Records for processing Block Start

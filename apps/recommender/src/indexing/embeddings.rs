//! Hosted embedding clients.
//!
//! Two wire formats are supported: OpenAI-compatible `/embeddings` and Qdrant Cloud
//! Inference. Clients make exactly one HTTP attempt per call; retries are the caller's
//! business ([`embed_with_retry`]).

use std::time::Duration;

use async_trait::async_trait;
use reqwest::header::{HeaderMap, HeaderValue, AUTHORIZATION, CONTENT_TYPE};
use reqwest::{Client, StatusCode};
use serde::{Deserialize, Serialize};
use thiserror::Error;
use tracing::warn;

#[derive(Debug, Error)]
pub enum EmbeddingError {
    #[error("invalid embedding client configuration: {0}")]
    Config(String),

    #[error("embedding request failed: {0}")]
    Http(#[from] reqwest::Error),

    #[error("embedding request timed out after {0:?}")]
    Timeout(Duration),

    #[error("embedding API error (status {status}): {message}")]
    Api { status: u16, message: String },

    #[error("embedding API returned {got} vectors for {expected} inputs")]
    CountMismatch { expected: usize, got: usize },

    #[error("embedding response missing vectors")]
    MissingVectors,
}

impl EmbeddingError {
    pub fn is_retryable(&self) -> bool {
        match self {
            EmbeddingError::Http(e) => e.is_connect() || e.is_request() || e.is_body(),
            EmbeddingError::Timeout(_) => true,
            EmbeddingError::Api { status, .. } => *status == 429 || *status >= 500,
            _ => false,
        }
    }
}

/// Turns text into fixed-length vectors.
#[async_trait]
pub trait Embedder: Send + Sync {
    /// Embeds `inputs` in order. At most [`Embedder::batch_size`] inputs per call.
    async fn embed(&self, inputs: &[String]) -> Result<Vec<Vec<f32>>, EmbeddingError>;

    fn batch_size(&self) -> usize;

    fn model_name(&self) -> &str;
}

/// Retry budget for [`embed_with_retry`].
#[derive(Debug, Clone, Copy)]
pub struct RetryPolicy {
    pub max_attempts: u32,
    pub base_backoff: Duration,
}

impl RetryPolicy {
    /// Exponential: base, 2×base, 4×base … capped at 32×base.
    pub fn backoff(&self, attempt: u32) -> Duration {
        let capped = attempt.saturating_sub(1).min(5);
        self.base_backoff * (1u32 << capped)
    }
}

/// Calls `embedder` until it succeeds, the error is not retryable, or the attempt budget is
/// spent.
pub async fn embed_with_retry(
    embedder: &dyn Embedder,
    inputs: &[String],
    policy: RetryPolicy,
) -> Result<Vec<Vec<f32>>, EmbeddingError> {
    let mut attempt = 1;
    loop {
        match embedder.embed(inputs).await {
            Ok(vectors) => return Ok(vectors),
            Err(e) if e.is_retryable() && attempt < policy.max_attempts => {
                let delay = policy.backoff(attempt);
                warn!(
                    "Embedding attempt {attempt}/{} failed ({e}); retrying in {}ms",
                    policy.max_attempts,
                    delay.as_millis()
                );
                tokio::time::sleep(delay).await;
                attempt += 1;
            }
            Err(e) => return Err(e),
        }
    }
}

fn build_client(headers: HeaderMap, timeout: Duration) -> Result<Client, EmbeddingError> {
    Ok(Client::builder()
        .timeout(timeout)
        .default_headers(headers)
        .build()?)
}

async fn post_json<B: Serialize + ?Sized, R: for<'de> Deserialize<'de>>(
    client: &Client,
    endpoint: &str,
    body: &B,
    timeout: Duration,
) -> Result<R, EmbeddingError> {
    let map_err = |e: reqwest::Error| {
        if e.is_timeout() {
            EmbeddingError::Timeout(timeout)
        } else {
            EmbeddingError::Http(e)
        }
    };
    let response = client.post(endpoint).json(body).send().await.map_err(map_err)?;
    let status = response.status();
    if !status.is_success() {
        let message = response
            .text()
            .await
            .unwrap_or_else(|_| "<body unavailable>".to_string());
        return Err(api_error(status, message));
    }
    response.json::<R>().await.map_err(map_err)
}

fn api_error(status: StatusCode, message: String) -> EmbeddingError {
    EmbeddingError::Api {
        status: status.as_u16(),
        message,
    }
}

fn check_batch(inputs: &[String], batch_size: usize) -> Result<(), EmbeddingError> {
    if inputs.len() > batch_size {
        return Err(EmbeddingError::Config(format!(
            "batch of {} exceeds configured max {}",
            inputs.len(),
            batch_size
        )));
    }
    Ok(())
}

// ────────────────────────────────────────────────────────────────────────────
// OpenAI-compatible /embeddings
// ────────────────────────────────────────────────────────────────────────────

#[derive(Clone)]
pub struct OpenAiEmbedder {
    client: Client,
    endpoint: String,
    model: String,
    dimensions: Option<usize>,
    batch_size: usize,
    timeout: Duration,
}

impl OpenAiEmbedder {
    pub fn new(
        api_key: &str,
        base_url: &str,
        model: String,
        dimensions: Option<usize>,
        timeout: Duration,
        batch_size: usize,
    ) -> Result<Self, EmbeddingError> {
        if api_key.trim().is_empty() {
            return Err(EmbeddingError::Config("missing embedding API key".to_string()));
        }
        if model.trim().is_empty() {
            return Err(EmbeddingError::Config("missing embedding model name".to_string()));
        }
        let mut headers = HeaderMap::new();
        let auth = HeaderValue::from_str(&format!("Bearer {}", api_key.trim()))
            .map_err(|_| EmbeddingError::Config("invalid embedding API key".to_string()))?;
        headers.insert(AUTHORIZATION, auth);
        headers.insert(CONTENT_TYPE, HeaderValue::from_static("application/json"));

        Ok(Self {
            client: build_client(headers, timeout)?,
            endpoint: format!("{}/embeddings", base_url.trim_end_matches('/')),
            model,
            dimensions,
            batch_size: batch_size.max(1),
            timeout,
        })
    }
}

#[derive(Serialize)]
struct OpenAiRequest<'a> {
    model: &'a str,
    input: &'a [String],
    #[serde(skip_serializing_if = "Option::is_none")]
    dimensions: Option<usize>,
}

#[derive(Debug, Deserialize)]
struct OpenAiResponse {
    data: Vec<OpenAiEmbedding>,
}

#[derive(Debug, Deserialize)]
struct OpenAiEmbedding {
    embedding: Vec<f32>,
    index: usize,
}

impl OpenAiResponse {
    fn into_vectors(mut self, expected: usize) -> Result<Vec<Vec<f32>>, EmbeddingError> {
        if self.data.len() != expected {
            return Err(EmbeddingError::CountMismatch {
                expected,
                got: self.data.len(),
            });
        }
        self.data.sort_by_key(|entry| entry.index);
        Ok(self.data.into_iter().map(|entry| entry.embedding).collect())
    }
}

#[async_trait]
impl Embedder for OpenAiEmbedder {
    async fn embed(&self, inputs: &[String]) -> Result<Vec<Vec<f32>>, EmbeddingError> {
        if inputs.is_empty() {
            return Ok(Vec::new());
        }
        check_batch(inputs, self.batch_size)?;
        let request = OpenAiRequest {
            model: &self.model,
            input: inputs,
            dimensions: self.dimensions,
        };
        let response: OpenAiResponse =
            post_json(&self.client, &self.endpoint, &request, self.timeout).await?;
        response.into_vectors(inputs.len())
    }

    fn batch_size(&self) -> usize {
        self.batch_size
    }

    fn model_name(&self) -> &str {
        &self.model
    }
}

// ────────────────────────────────────────────────────────────────────────────
// Qdrant Cloud Inference
// ────────────────────────────────────────────────────────────────────────────

#[derive(Clone)]
pub struct QdrantInferenceEmbedder {
    client: Client,
    endpoint: String,
    model: String,
    batch_size: usize,
    timeout: Duration,
}

impl QdrantInferenceEmbedder {
    /// `endpoint` is the full inference URL, e.g.
    /// `https://<cluster>.cloud.qdrant.io/inference/text`.
    pub fn new(
        api_key: &str,
        endpoint: &str,
        model: String,
        timeout: Duration,
        batch_size: usize,
    ) -> Result<Self, EmbeddingError> {
        if api_key.trim().is_empty() {
            return Err(EmbeddingError::Config("missing Qdrant API key".to_string()));
        }
        if !(endpoint.starts_with("http://") || endpoint.starts_with("https://")) {
            return Err(EmbeddingError::Config(
                "Qdrant inference endpoint must be an http(s) URL".to_string(),
            ));
        }
        let mut headers = HeaderMap::new();
        headers.insert(
            "api-key",
            HeaderValue::from_str(api_key.trim())
                .map_err(|_| EmbeddingError::Config("invalid Qdrant API key".to_string()))?,
        );
        headers.insert(CONTENT_TYPE, HeaderValue::from_static("application/json"));

        Ok(Self {
            client: build_client(headers, timeout)?,
            endpoint: endpoint.trim_end_matches('/').to_string(),
            model,
            batch_size: batch_size.max(1),
            timeout,
        })
    }
}

#[derive(Serialize)]
struct InferenceRequest<'a> {
    model: &'a str,
    input: &'a [String],
}

#[derive(Debug, Deserialize)]
struct InferenceResponse {
    #[serde(default)]
    data: Vec<InferenceData>,
    #[serde(default)]
    embeddings: Vec<Vec<f32>>,
}

#[derive(Debug, Deserialize)]
struct InferenceData {
    embedding: Vec<f32>,
    #[serde(default)]
    index: Option<usize>,
}

impl InferenceResponse {
    fn into_vectors(self, expected: usize) -> Result<Vec<Vec<f32>>, EmbeddingError> {
        if !self.data.is_empty() {
            if self.data.len() != expected {
                return Err(EmbeddingError::CountMismatch {
                    expected,
                    got: self.data.len(),
                });
            }
            let mut data = self.data;
            data.sort_by_key(|d| d.index.unwrap_or(0));
            return Ok(data.into_iter().map(|d| d.embedding).collect());
        }
        if !self.embeddings.is_empty() {
            if self.embeddings.len() != expected {
                return Err(EmbeddingError::CountMismatch {
                    expected,
                    got: self.embeddings.len(),
                });
            }
            return Ok(self.embeddings);
        }
        Err(EmbeddingError::MissingVectors)
    }
}

#[async_trait]
impl Embedder for QdrantInferenceEmbedder {
    async fn embed(&self, inputs: &[String]) -> Result<Vec<Vec<f32>>, EmbeddingError> {
        if inputs.is_empty() {
            return Ok(Vec::new());
        }
        check_batch(inputs, self.batch_size)?;
        let request = InferenceRequest {
            model: &self.model,
            input: inputs,
        };
        let response: InferenceResponse =
            post_json(&self.client, &self.endpoint, &request, self.timeout).await?;
        response.into_vectors(inputs.len())
    }

    fn batch_size(&self) -> usize {
        self.batch_size
    }

    fn model_name(&self) -> &str {
        &self.model
    }
}

#[cfg(test)]
pub(crate) mod testing {
    use std::collections::HashSet;
    use std::sync::Mutex;

    use super::*;

    /// Deterministic bag-of-words embedder: each vocabulary word is one dimension.
    /// Inputs containing a word from `poisoned` fail with a retryable error.
    pub struct KeywordEmbedder {
        pub vocabulary: Vec<&'static str>,
        pub poisoned: HashSet<&'static str>,
        pub batch_size: usize,
        pub calls: Mutex<usize>,
    }

    impl KeywordEmbedder {
        pub fn new(vocabulary: &[&'static str]) -> Self {
            Self {
                vocabulary: vocabulary.to_vec(),
                poisoned: HashSet::new(),
                batch_size: 4,
                calls: Mutex::new(0),
            }
        }

        pub fn vector(&self, text: &str) -> Vec<f32> {
            let lower = text.to_lowercase();
            let mut v: Vec<f32> = self
                .vocabulary
                .iter()
                .map(|w| lower.matches(w).count() as f32)
                .collect();
            // constant bias keeps every vector non-zero
            v.push(0.01);
            v
        }
    }

    #[async_trait]
    impl Embedder for KeywordEmbedder {
        async fn embed(&self, inputs: &[String]) -> Result<Vec<Vec<f32>>, EmbeddingError> {
            *self.calls.lock().unwrap() += 1;
            check_batch(inputs, self.batch_size)?;
            if inputs
                .iter()
                .any(|i| self.poisoned.iter().any(|p| i.contains(p)))
            {
                return Err(EmbeddingError::Api {
                    status: 503,
                    message: "overloaded".to_string(),
                });
            }
            Ok(inputs.iter().map(|i| self.vector(i)).collect())
        }

        fn batch_size(&self) -> usize {
            self.batch_size
        }

        fn model_name(&self) -> &str {
            "keyword"
        }
    }
}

Records for processing Block End

- **What to work on**: Beginning with the very first line of the material above, give each line again exactly, ending with the line that contains "pub async fn".

- **Result for this task**:
filename apps/recommender/src/indexing/embeddings.rs
//! Hosted embedding clients.
//!
//! Two wire formats are supported: OpenAI-compatible `/embeddings` and Qdrant Cloud
//! Inference. Clients make exactly one HTTP attempt per call; retries are the caller's
//! business ([`embed_with_retry`]).

use std::time::Duration;

use async_trait::async_trait;
use reqwest::header::{HeaderMap, HeaderValue, AUTHORIZATION, CONTENT_TYPE};
use reqwest::{Client, StatusCode};
use serde::{Deserialize, Serialize};
use thiserror::Error;
use tracing::warn;

#[derive(Debug, Error)]
pub enum EmbeddingError {
    #[error("invalid embedding client configuration: {0}")]
    Config(String),

    #[error("embedding request failed: {0}")]
    Http(#[from] reqwest::Error),

    #[error("embedding request timed out after {0:?}")]
    Timeout(Duration),

    #[error("embedding API error (status {status}): {message}")]
    Api { status: u16, message: String },

    #[error("embedding API returned {got} vectors for {expected} inputs")]
    CountMismatch { expected: usize, got: usize },

    #[error("embedding response missing vectors")]
    MissingVectors,
}

impl EmbeddingError {
    pub fn is_retryable(&self) -> bool {
        match self {
            EmbeddingError::Http(e) => e.is_connect() || e.is_request() || e.is_body(),
            EmbeddingError::Timeout(_) => true,
            EmbeddingError::Api { status, .. } => *status == 429 || *status >= 500,
            _ => false,
        }
    }
}

/// Turns text into fixed-length vectors.
#[async_trait]
pub trait Embedder: Send + Sync {
    /// Embeds `inputs` in order. At most [`Embedder::batch_size`] inputs per call.
    async fn embed(&self, inputs: &[String]) -> Result<Vec<Vec<f32>>, EmbeddingError>;

    fn batch_size(&self) -> usize;

    fn model_name(&self) -> &str;
}

/// Retry budget for [`embed_with_retry`].
#[derive(Debug, Clone, Copy)]
pub struct RetryPolicy {
    pub max_attempts: u32,
    pub base_backoff: Duration,
}

impl RetryPolicy {
    /// Exponential: base, 2×base, 4×base … capped at 32×base.
    pub fn backoff(&self, attempt: u32) -> Duration {
        let capped = attempt.saturating_sub(1).min(5);
        self.base_backoff * (1u32 << capped)
    }
}

/// Calls `embedder` until it succeeds, the error is not retryable, or the attempt budget is
/// spent.
pub async fn embed_with_retry(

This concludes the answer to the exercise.